On Monday, a federal judge declared that he plans to dismiss Sarah Palin’s libel lawsuit against The New York Times.
He is ruling that her legal team has not met the high standard required to prove defamation by the 2017 editorial linking her politics to a mass shooting.
The jury is still deliberating the evidence (The New York Times). However, Judge S. Rakoff said he would allow the jurors to continue their deliberations, and if they rule in favor of Palin, then he will set aside their verdicts and dismiss the case.
The jury will likely return to the courtroom on Tuesday. Additionally, the judge has indicated that he understands that Palin will likely request an appeal, and that other judges will weigh in on the case.
This is a major test of the First Amendment, and how it protects journalists. From a previous Supreme Court case, The New York Times Company v. Sullivan, it was established that public figures must prove that a news organization acted with “actual malice” in releasing false information.

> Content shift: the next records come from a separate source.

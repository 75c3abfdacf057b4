//! Lightweight text utilities shared by the heuristics.
//!
//! Everything here is deterministic and allocation-light; no language model is
//! involved.

use std::collections::BTreeSet;

const STOPWORDS: &[&str] = &[
    "a", "an", "the", "and", "or", "but", "of", "to", "in", "on", "at", "for", "by", "with",
    "from", "as", "is", "are", "was", "were", "be", "been", "being", "this", "that", "these",
    "those", "it", "its", "they", "their", "them", "we", "our", "us", "you", "your", "i", "me",
    "my", "what", "which", "who", "whom", "how", "when", "where", "do", "does", "did", "has",
    "have", "had", "can", "could", "would", "should", "will", "shall", "than", "then", "there",
    "into", "about", "also", "such", "both", "each", "any", "all", "some", "so", "if", "not",
];

/// Words that end in a period without ending a sentence.
const ABBREVIATIONS: &[&str] = &[
    "e.g.", "i.e.", "et al.", "al.", "fig.", "figs.", "eq.", "vs.", "cf.", "approx.", "no.",
    "dr.", "etc.",
];

/// Lowercased alphanumeric words, in order, stopwords included.
pub fn words(text: &str) -> Vec<String> {
    text.split(|c: char| !c.is_alphanumeric())
        .filter(|w| !w.is_empty())
        .map(|w| w.to_lowercase())
        .collect()
}

pub fn is_stopword(word: &str) -> bool {
    STOPWORDS.contains(&word)
}

/// Crude suffix stripping so that "limitations"/"limitation" and
/// "improved"/"improves" compare equal.
pub fn stem(word: &str) -> String {
    let mut w = word.to_string();
    if w.len() > 4 && w.ends_with("ies") {
        w.truncate(w.len() - 3);
        w.push('y');
        return w;
    }
    if w.len() > 3 && w.ends_with('s') && !w.ends_with("ss") {
        w.pop();
    }
    if w.len() > 5 && w.ends_with("ing") {
        w.truncate(w.len() - 3);
    } else if w.len() > 4 && w.ends_with("ed") {
        w.truncate(w.len() - 2);
    }
    if w.len() > 4 && w.ends_with('e') {
        w.pop();
    }
    w
}

/// Stemmed content words.
pub fn token_set(text: &str) -> BTreeSet<String> {
    words(text)
        .into_iter()
        .filter(|w| !is_stopword(w))
        .map(|w| stem(&w))
        .collect()
}

/// Jaccard similarity of two token sets. Two empty sets are dissimilar.
pub fn jaccard(a: &BTreeSet<String>, b: &BTreeSet<String>) -> f64 {
    if a.is_empty() || b.is_empty() {
        return 0.0;
    }
    let shared = a.intersection(b).count();
    let union = a.len() + b.len() - shared;
    shared as f64 / union as f64
}

/// Text as `" w1 w2 ... "` so that phrase lookups respect word boundaries.
pub fn normalised(text: &str) -> String {
    let mut out = String::with_capacity(text.len() + 2);
    out.push(' ');
    for w in words(text) {
        out.push_str(&w);
        out.push(' ');
    }
    out
}

/// Whole-word phrase lookup against [`normalised`] text.
pub fn has_phrase(normalised_text: &str, phrase: &str) -> bool {
    let needle = format!(" {} ", phrase.trim());
    normalised_text.contains(&needle)
}

/// Whole-word prefix lookup, e.g. `"significan"` matches "significantly".
pub fn has_word_prefix(normalised_text: &str, prefix: &str) -> bool {
    normalised_text.contains(&format!(" {}", prefix))
}

/// Split prose into sentences.
///
/// Breaks on `.`, `!` or `?` followed by whitespace, and on blank lines.
/// Known abbreviations and decimals do not end a sentence.
pub fn sentences(text: &str) -> Vec<String> {
    let mut out = Vec::new();
    for paragraph in text.split("\n\n") {
        let chars: Vec<char> = paragraph.chars().collect();
        let mut current = String::new();
        for (i, &c) in chars.iter().enumerate() {
            current.push(if c == '\n' { ' ' } else { c });
            let at_boundary = matches!(c, '.' | '!' | '?')
                && chars.get(i + 1).map_or(true, |n| n.is_whitespace());
            if at_boundary && !ends_with_abbreviation(&current) {
                push_sentence(&mut out, &current);
                current.clear();
            }
        }
        push_sentence(&mut out, &current);
    }
    out
}

fn ends_with_abbreviation(current: &str) -> bool {
    let lower = current.to_lowercase();
    ABBREVIATIONS.iter().any(|a| {
        lower.ends_with(a)
            && lower[..lower.len() - a.len()]
                .chars()
                .last()
                .map_or(true, |c| !c.is_alphanumeric())
    })
}

fn push_sentence(out: &mut Vec<String>, sentence: &str) {
    let trimmed = sentence.split_whitespace().collect::<Vec<_>>().join(" ");
    if !trimmed.is_empty() {
        out.push(trimmed);
    }
}

/// Shorten text for logs and one-line displays.
pub fn truncate(text: &str, max_chars: usize) -> String {
    if text.chars().count() <= max_chars {
        return text.to_string();
    }
    let mut out: String = text.chars().take(max_chars).collect();
    out.push_str("...");
    out
}
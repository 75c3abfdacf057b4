//! Response composition.
//!
//! Every sentence that attributes a statement to a paper is rendered from an
//! evidence item of the synthesis, and `sources` is exactly the set of papers
//! those items cite.

use super::synthesis::Synthesis;
use crate::state::{
    Confidence, EvidenceItem, ReasoningState, Relation, Response, Stage, StageRecord,
    Uncertainty, UncertaintyReason,
};
use crate::tools::Capability;
use std::collections::BTreeSet;

pub const REJECTION_MESSAGE: &str =
    "This question is outside the research scope. Please ask about paper content, methodology, or research findings.";

pub const CLARIFICATION_MESSAGE: &str =
    "I need more context to answer this question. Please provide relevant papers or clarify your question.";

pub const INSUFFICIENT_EVIDENCE_MESSAGE: &str =
    "I could not find enough evidence in the available papers to answer this question.";

#[derive(Debug, Clone, Copy, Default)]
pub struct ResponseComposer;

impl ResponseComposer {
    pub fn new() -> Self {
        Self
    }

    /// Grounded answer from a finished synthesis.
    pub fn compose(&self, synthesis: &Synthesis, state: &ReasoningState) -> Response {
        let mut paragraphs: Vec<String> = Vec::new();

        if synthesis.is_empty() {
            paragraphs.push(INSUFFICIENT_EVIDENCE_MESSAGE.to_string());
        } else {
            for topic in &synthesis.topics {
                let supporting: Vec<&EvidenceItem> = synthesis
                    .supporting
                    .iter()
                    .filter(|e| e.topic == topic.index)
                    .collect();
                let conflicting: Vec<&EvidenceItem> = synthesis
                    .conflicting
                    .iter()
                    .filter(|e| e.topic == topic.index)
                    .collect();
                paragraphs.push(topic_paragraph(&supporting, &conflicting));
            }
        }

        if !state.uncertainties.is_empty() {
            let notes: Vec<String> = state.uncertainties.iter().map(|u| u.to_string()).collect();
            paragraphs.push(format!("Caveats: {}.", notes.join("; ")));
        }

        let sources: BTreeSet<String> = synthesis
            .supporting
            .iter()
            .chain(synthesis.conflicting.iter())
            .map(|e| e.source_paper_id.clone())
            .collect();

        let conflicts = synthesis.topics.iter().filter(|t| t.has_conflict).count();
        let mut detail = format!(
            "cited {} source(s) across {} topic(s)",
            sources.len(),
            synthesis.topics.len()
        );
        if conflicts > 0 {
            detail.push_str(&format!(
                "; conflicting evidence reported for {} topic(s)",
                conflicts
            ));
        }
        if synthesis.is_empty() {
            detail = "insufficient evidence; templated answer".to_string();
        }

        let confidence = synthesis.confidence.max(Confidence::Low);
        Response {
            message: paragraphs.join("\n\n"),
            reasoning: finish_trace(
                state,
                &[
                    (Stage::Composing, detail),
                    (Stage::Done, format!("confidence {}", confidence)),
                ],
            ),
            confidence,
            sources,
            uncertainties: state.uncertainties.clone(),
        }
    }

    pub fn rejected(&self, state: &ReasoningState, reason: &str) -> Response {
        terminal(state, Stage::Rejected, reason, REJECTION_MESSAGE)
    }

    pub fn clarification(&self, state: &ReasoningState, reason: &str) -> Response {
        terminal(state, Stage::Clarify, reason, CLARIFICATION_MESSAGE)
    }

    /// A critical tool failed: answer nothing rather than answer unchecked.
    pub fn degraded(
        &self,
        state: &ReasoningState,
        capability: Capability,
        reason: &str,
    ) -> Response {
        let mut uncertainties = state.uncertainties.clone();
        uncertainties.push(Uncertainty::new(
            UncertaintyReason::CriticalToolFailure,
            format!("{}: {}", capability, reason),
        ));
        Response {
            message: format!(
                "I could not complete the checks needed to answer this question reliably \
                 ({} is unavailable), so no answer was generated. Please try again later.",
                capability
            ),
            reasoning: finish_trace(
                state,
                &[(
                    Stage::Done,
                    format!("degraded after critical {} failure", capability),
                )],
            ),
            confidence: Confidence::Low,
            sources: BTreeSet::new(),
            uncertainties,
        }
    }
}

fn terminal(state: &ReasoningState, stage: Stage, reason: &str, message: &str) -> Response {
    Response {
        message: message.to_string(),
        reasoning: finish_trace(state, &[(stage, reason.to_string())]),
        confidence: Confidence::None,
        sources: BTreeSet::new(),
        uncertainties: Vec::new(),
    }
}

fn finish_trace(state: &ReasoningState, extra: &[(Stage, String)]) -> Vec<String> {
    let mut reasoning = state.reasoning();
    reasoning.extend(extra.iter().map(|(stage, detail)| {
        StageRecord {
            stage: *stage,
            detail: detail.clone(),
        }
        .to_string()
    }));
    reasoning
}

/// The working answer, its corroboration, then dissent.
fn topic_paragraph(supporting: &[&EvidenceItem], conflicting: &[&EvidenceItem]) -> String {
    let mut sentences = Vec::new();
    let mut items = supporting.iter();
    if let Some(candidate) = items.next() {
        sentences.push(format!(
            "According to {}, {}",
            cite(candidate),
            as_clause(&candidate.claim.statement)
        ));
    }
    for item in items {
        debug_assert_eq!(item.relation, Relation::Supporting);
        sentences.push(format!(
            "This is consistent with {}: {}",
            cite(item),
            as_sentence(&item.claim.statement)
        ));
    }
    for item in conflicting {
        sentences.push(format!(
            "However, {} reports: {}",
            cite(item),
            as_sentence(&item.claim.statement)
        ));
    }
    sentences.join(" ")
}

fn cite(item: &EvidenceItem) -> String {
    format!("[{}] ({} reliability)", item.source_paper_id, item.reliability)
}

/// Statement continuing "According to X, ...": lowercase first letter unless
/// it starts an acronym or a label like "Method A".
fn as_clause(statement: &str) -> String {
    let sentence = as_sentence(statement);
    let mut chars = sentence.chars();
    let first_word = sentence.split_whitespace().next().unwrap_or("");
    let keep_case = first_word.chars().filter(|c| c.is_uppercase()).count() > 1
        || sentence
            .split_whitespace()
            .nth(1)
            .is_some_and(|w| w.len() == 1 && w.chars().all(|c| c.is_uppercase()));
    match chars.next() {
        Some(first) if !keep_case => first.to_lowercase().chain(chars).collect(),
        _ => sentence,
    }
}

fn as_sentence(statement: &str) -> String {
    let trimmed = statement.trim();
    if trimmed.ends_with(['.', '!', '?']) {
        trimmed.to_string()
    } else {
        format!("{}.", trimmed)
    }
}
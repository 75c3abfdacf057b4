//! Question classification.
//!
//! Lexical heuristics run first. A question with no paper or research
//! vocabulary defaults to off-topic but is marked inconclusive, so the
//! pipeline may delegate it to a registered classification tool.

use crate::state::{Intent, QuestionType};
use crate::text;

/// References to a specific paper the conversation is about.
const PAPER_DEIXIS: &[&str] = &[
    "this paper",
    "this study",
    "this article",
    "this work",
    "this preprint",
    "the paper",
    "the study",
    "the article",
    "the manuscript",
    "the authors",
    "these papers",
    "these studies",
    "both papers",
    "both studies",
    "the papers",
    "the studies",
    "their method",
    "their results",
    "their findings",
];

const PAPER_NOUNS: &[&str] = &[
    "paper",
    "papers",
    "study",
    "studies",
    "article",
    "articles",
    "author",
    "authors",
    "manuscript",
    "preprint",
];

/// Vocabulary that makes a question research-shaped.
const RESEARCH_VOCAB: &[&str] = &[
    "method",
    "methods",
    "methodology",
    "result",
    "results",
    "finding",
    "findings",
    "sample",
    "dataset",
    "data",
    "experiment",
    "experiments",
    "hypothesis",
    "evidence",
    "effect",
    "effects",
    "limitation",
    "limitations",
    "significant",
    "significance",
    "model",
    "models",
    "analysis",
    "trial",
    "participants",
    "measure",
    "approach",
    "accuracy",
    "performance",
    "research",
    "theory",
    "baseline",
    "benchmark",
    "outcome",
    "outcomes",
    "treatment",
    "variable",
    "correlation",
];

const OFF_TOPIC_PATTERNS: &[&str] = &[
    "capital of",
    "weather",
    "recipe",
    "joke",
    "stock price",
    "who won",
    "translate",
    "movie",
    "song",
    "lottery",
    "horoscope",
    "poem",
    "what time is it",
    "football",
    "celebrity",
    "restaurant",
];

const COMPARISON_MARKERS: &[&str] = &[
    "compare",
    "compared",
    "comparison",
    "comparing",
    "versus",
    "vs",
    "differ",
    "differs",
    "difference",
    "differences",
    "better than",
    "worse than",
    "contrast",
    "similarities",
];

const CRITIQUE_MARKERS: &[&str] = &[
    "why",
    "flaw",
    "flaws",
    "flawed",
    "weakness",
    "weaknesses",
    "critique",
    "criticize",
    "criticise",
    "bias",
    "biased",
    "shortcoming",
    "shortcomings",
    "valid",
    "validity",
    "problems with",
    "how reliable",
    "trustworthy",
    "convincing",
    "limitation",
    "limitations",
];

const SYNTHESIS_MARKERS: &[&str] = &[
    "literature",
    "consensus",
    "overall",
    "across studies",
    "evidence for",
    "evidence on",
    "state of the art",
    "what is known",
    "body of research",
    "research say",
    "research says",
    "meta analysis",
];

const FACTUAL_MARKERS: &[&str] = &[
    "how many",
    "how much",
    "how large",
    "sample size",
    "which dataset",
    "what dataset",
    "which datasets",
    "when was",
    "what year",
    "who are the authors",
    "who wrote",
    "what percentage",
];

/// Phrases asking for evidence beyond the attached papers.
const EXTERNAL_MARKERS: &[&str] = &[
    "other studies",
    "other papers",
    "other work",
    "related work",
    "prior work",
    "previous work",
    "literature",
    "the field",
];

/// Section names a content question may ask about.
const SECTION_WORDS: &[&str] = &[
    "limitation",
    "limitations",
    "method",
    "methods",
    "methodology",
    "result",
    "results",
    "finding",
    "findings",
    "research question",
    "research questions",
    "contribution",
    "contributions",
    "aim",
    "aims",
    "hypothesis",
    "hypotheses",
];

/// Outcome of the heuristic pass.
#[derive(Debug, Clone, Copy, PartialEq, Eq)]
pub struct IntentAnalysis {
    pub intent: Intent,
    /// False when no heuristic fired and the type is only a default
    pub conclusive: bool,
}

#[derive(Debug, Clone, Copy, Default)]
pub struct IntentAnalyzer;

impl IntentAnalyzer {
    pub fn new() -> Self {
        Self
    }

    /// Classify a question. Total: every input yields exactly one type.
    pub fn analyze(&self, question: &str) -> IntentAnalysis {
        let words = text::words(question);
        if !words.iter().any(|w| w.chars().any(char::is_alphabetic)) {
            return IntentAnalysis {
                intent: Intent::off_topic(),
                conclusive: true,
            };
        }

        let n = text::normalised(question);
        let any = |markers: &[&str]| markers.iter().any(|m| text::has_phrase(&n, m));

        let deixis = any(PAPER_DEIXIS);
        let paper_nouns = any(PAPER_NOUNS);
        let research = any(RESEARCH_VOCAB);

        if !deixis && !paper_nouns && !research && any(OFF_TOPIC_PATTERNS) {
            return IntentAnalysis {
                intent: Intent::off_topic(),
                conclusive: true,
            };
        }

        // Nothing ties the question to research: general knowledge unless a
        // classifier says otherwise
        let research_shaped = deixis
            || paper_nouns
            || research
            || any(SYNTHESIS_MARKERS)
            || any(EXTERNAL_MARKERS);
        if !research_shaped {
            return IntentAnalysis {
                intent: Intent::off_topic(),
                conclusive: false,
            };
        }

        let comparison = any(COMPARISON_MARKERS);
        let content_question = is_section_content_question(&n);
        let question_type = if comparison {
            QuestionType::Comparison
        } else if content_question {
            QuestionType::Understanding
        } else if any(CRITIQUE_MARKERS) {
            QuestionType::Critique
        } else if any(SYNTHESIS_MARKERS) {
            QuestionType::Synthesis
        } else if any(FACTUAL_MARKERS) {
            QuestionType::FactualLookup
        } else {
            // "explain", "summarize" and unmarked research questions alike
            QuestionType::Understanding
        };

        let synthesis = question_type == QuestionType::Synthesis;
        let requires_paper_context = deixis || (paper_nouns && !synthesis);
        let requires_external_evidence =
            synthesis || any(EXTERNAL_MARKERS) || !requires_paper_context;

        IntentAnalysis {
            intent: Intent {
                question_type,
                requires_external_evidence,
                requires_paper_context,
            },
            conclusive: true,
        }
    }
}

/// "What are the limitations of ...", "What were the main findings ...".
fn is_section_content_question(normalised: &str) -> bool {
    const OPENERS: &[&str] = &[
        " what are the ",
        " what were the ",
        " what is the ",
        " what was the ",
        " list the ",
        " summarize the ",
        " summarise the ",
        " describe the ",
    ];
    OPENERS.iter().any(|opener| {
        normalised.strip_prefix(opener.trim_end()).is_some_and(|rest| {
            let rest = rest.strip_prefix(" main").unwrap_or(rest);
            let rest = rest.strip_prefix(" key").unwrap_or(rest);
            SECTION_WORDS
                .iter()
                .any(|s| rest.starts_with(&format!(" {} ", s)))
        })
    })
}

#[cfg(test)]
mod tests {
    use super::*;

    fn analyze(q: &str) -> IntentAnalysis {
        IntentAnalyzer::new().analyze(q)
    }

    #[test]
    fn empty_and_symbolic_input_is_off_topic() {
        for q in ["", "   ", "?!?", "12345"] {
            let analysis = analyze(q);
            assert_eq!(analysis.intent, Intent::off_topic(), "input {:?}", q);
            assert!(!analysis.intent.requires_paper_context);
        }
    }

    #[test]
    fn general_knowledge_is_off_topic() {
        let analysis = analyze("What is the capital of France?");
        assert_eq!(analysis.intent.question_type, QuestionType::OffTopic);
        assert!(analysis.conclusive);
    }

    #[test]
    fn off_topic_words_inside_paper_question_do_not_reject() {
        let analysis = analyze("Does this paper's sentiment model handle movie reviews?");
        assert_ne!(analysis.intent.question_type, QuestionType::OffTopic);
        assert!(analysis.intent.requires_paper_context);
    }

    #[test]
    fn section_content_question_is_understanding() {
        let intent = analyze("What are the limitations of this study?").intent;
        assert_eq!(intent.question_type, QuestionType::Understanding);
        assert!(intent.requires_paper_context);
        assert!(!intent.requires_external_evidence);

        let intent = analyze("What were the main findings of the paper?").intent;
        assert_eq!(intent.question_type, QuestionType::Understanding);
    }

    #[test]
    fn limitation_outside_content_question_is_critique() {
        let intent = analyze("Is the sample size a limitation of this study?").intent;
        assert_eq!(intent.question_type, QuestionType::Critique);
    }

    #[test]
    fn comparison_markers() {
        let intent = analyze("Compare method A and B").intent;
        assert_eq!(intent.question_type, QuestionType::Comparison);
        assert!(!intent.requires_paper_context);
        assert!(intent.requires_external_evidence);

        let intent = analyze("How do these papers differ in their datasets?").intent;
        assert_eq!(intent.question_type, QuestionType::Comparison);
        assert!(intent.requires_paper_context);
    }

    #[test]
    fn critique_markers() {
        let intent = analyze("Why might the authors' conclusions be biased?").intent;
        assert_eq!(intent.question_type, QuestionType::Critique);
        assert!(intent.requires_paper_context);
    }

    #[test]
    fn synthesis_needs_external_evidence() {
        let intent = analyze("What does the literature say about intermittent fasting?").intent;
        assert_eq!(intent.question_type, QuestionType::Synthesis);
        assert!(intent.requires_external_evidence);
        assert!(!intent.requires_paper_context);
    }

    #[test]
    fn factual_lookup() {
        let intent = analyze("How many participants were in this study?").intent;
        assert_eq!(intent.question_type, QuestionType::FactualLookup);
    }

    #[test]
    fn explicit_request_for_other_studies() {
        let intent = analyze("Explain this paper's method and how other studies handle it").intent;
        assert!(intent.requires_paper_context);
        assert!(intent.requires_external_evidence);
    }

    #[test]
    fn question_without_research_vocabulary_is_inconclusive_off_topic() {
        for q in [
            "Tardigrades in space",
            "How tall is Mount Everest?",
            "Who is the president of France?",
            "What is the boiling point of water?",
            "Best pizza in Naples",
            "Is it any good?",
        ] {
            let analysis = analyze(q);
            assert_eq!(analysis.intent, Intent::off_topic(), "input {:?}", q);
            assert!(!analysis.conclusive, "input {:?}", q);
        }
    }

    #[test]
    fn research_vocabulary_without_markers_is_conclusive() {
        let analysis = analyze("Methodology of the trial");
        assert!(analysis.conclusive);
        assert_eq!(analysis.intent.question_type, QuestionType::Understanding);
    }
}
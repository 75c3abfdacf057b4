//! Completions command implementation

use crate::cli::{Cli, CompletionsArgs};
use clap::CommandFactory;
use clap_complete::generate;
use std::io;

/// Handle `scholar completions` command
pub fn handle_completions(args: &CompletionsArgs) {
    let mut cmd = Cli::command();
    let bin_name = cmd.get_name().to_string();
    generate(args.shell, &mut cmd, bin_name, &mut io::stdout());
}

This would suggest the company was aware the information was false and completely disregarded the truth.
The judge commented, “this is an example of very unfortunate editorializing on the part of The Times. But having said that, that’s not the issue before this court.” He added that he was “hardly surprised” that Palin had sued.
However, his decision has created an interesting situation. The jury has been instructed not to read any news on the case, but yet may still see that his decision will nullify their own verdict.
George Freeman, executive director of the Media Law Resource Center and former lawyer for The Times, said, “He did follow the law, which is what he’s supposed to do. And there is no actual malice according to the evidence. But generally a judge would hold his views in his pocket.” He added that the jury “has no legal power at this point.”